* WHAT YOU SHOULD DO
The reply should consist of one number, which is how many lines in the material below contain "years".

* THE INPUT

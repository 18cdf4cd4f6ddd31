use serde::{Deserialize, Serialize};

use super::validation::Validator;
use super::round_currency;
use crate::errors::CoreError;

#[derive(Debug, Clone, Copy, PartialEq, Serialize, Deserialize)]
#[serde(rename_all = "camelCase")]
pub struct SimpleInterestInput {
    pub principal: f64,
    pub annual_rate: f64,
    pub years: f64,
}

#[derive(Debug, Clone, Copy, PartialEq, Serialize, Deserialize)]
#[serde(rename_all = "camelCase")]
pub struct SimpleInterestResult {
    pub interest: f64,
    pub total_amount: f64,
}

impl SimpleInterestInput {
    pub fn validate(&self) -> Result<(), CoreError> {
        Validator::new()
            .positive("principal", self.principal)
            .range("annual_rate", self.annual_rate, 0.0, 50.0)
            .range("years", self.years, 0.0, 50.0)
            .finish()
    }
}

pub fn calculate_simple_interest(
    input: &SimpleInterestInput,
) -> Result<SimpleInterestResult, CoreError> {
    input.validate()?;

    let interest = input.principal * input.annual_rate * input.years / 100.0;
    Ok(SimpleInterestResult {
        interest: round_currency(interest),
        total_amount: round_currency(input.principal + interest),
    })
}
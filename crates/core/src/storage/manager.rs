use crate::errors::CoreError;
use crate::models::portfolio::Portfolio;

use super::encryption::{self, KdfParams, NONCE_LEN, SALT_LEN};
use super::format::{self, BackupHeader};
use super::store::KeyValueStore;

/// Load/save of the portfolio document, plus encrypted backup export.
pub struct StorageManager;

impl StorageManager {
    /// Read and parse the document stored under `key`.
    ///
    /// `Ok(None)` means nothing is stored yet.
    pub fn load<S: KeyValueStore + ?Sized>(
        store: &S,
        key: &str,
    ) -> Result<Option<Portfolio>, CoreError> {
        let Some(raw) = store.get(key)? else {
            return Ok(None);
        };
        let portfolio = serde_json::from_str(&raw)
            .map_err(|e| CoreError::Deserialization(format!("Failed to parse portfolio: {e}")))?;
        Ok(Some(portfolio))
    }

    /// Like [`load`](Self::load), but any failure is logged and reported as
    /// absent data.
    pub fn load_or_absent<S: KeyValueStore + ?Sized>(store: &S, key: &str) -> Option<Portfolio> {
        match Self::load(store, key) {
            Ok(portfolio) => portfolio,
            Err(e) => {
                log::warn!("Ignoring unreadable portfolio under {key:?}: {e}");
                None
            }
        }
    }

    /// Serialize and store the document. A document holding NaN or infinite
    /// numbers is refused and the stored copy is left untouched.
    pub fn save<S: KeyValueStore + ?Sized>(
        store: &mut S,
        key: &str,
        portfolio: &Portfolio,
    ) -> Result<(), CoreError> {
        if let Some(path) = portfolio.first_non_finite() {
            return Err(CoreError::Serialization(format!(
                "Refusing to store non-finite number in {path}"
            )));
        }
        let json = serde_json::to_string(portfolio)
            .map_err(|e| CoreError::Serialization(format!("Failed to serialize portfolio: {e}")))?;
        store.set(key, &json)
    }

    /// Encrypt a portfolio into a self-describing backup container.
    ///
    /// Flow: Portfolio → JSON → AES-256-GCM(Argon2id(password)) → FCBK bytes
    pub fn export_backup(
        portfolio: &Portfolio,
        password: &str,
        kdf: &KdfParams,
    ) -> Result<Vec<u8>, CoreError> {
        kdf.validate()?;
        let plaintext = serde_json::to_vec(portfolio)
            .map_err(|e| CoreError::Serialization(format!("Failed to serialize portfolio: {e}")))?;

        let salt = encryption::random_bytes::<SALT_LEN>()?;
        let nonce = encryption::random_bytes::<NONCE_LEN>()?;
        let key = encryption::derive_key(password, &salt, kdf)?;
        let ciphertext = encryption::seal(&plaintext, &key, &nonce)?;

        let header = BackupHeader {
            version: format::CURRENT_VERSION,
            kdf: *kdf,
            salt,
            nonce,
        };
        Ok(format::encode(&header, &ciphertext))
    }

    /// Decrypt a backup produced by [`export_backup`](Self::export_backup).
    pub fn import_backup(data: &[u8], password: &str) -> Result<Portfolio, CoreError> {
        let (header, ciphertext) = format::decode(data)?;
        let key = encryption::derive_key(password, &header.salt, &header.kdf)?;
        let plaintext = encryption::open(ciphertext, &key, &header.nonce)?;
        serde_json::from_slice(&plaintext)
            .map_err(|e| CoreError::Deserialization(format!("Failed to parse backup: {e}")))
    }
}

* RESULT
3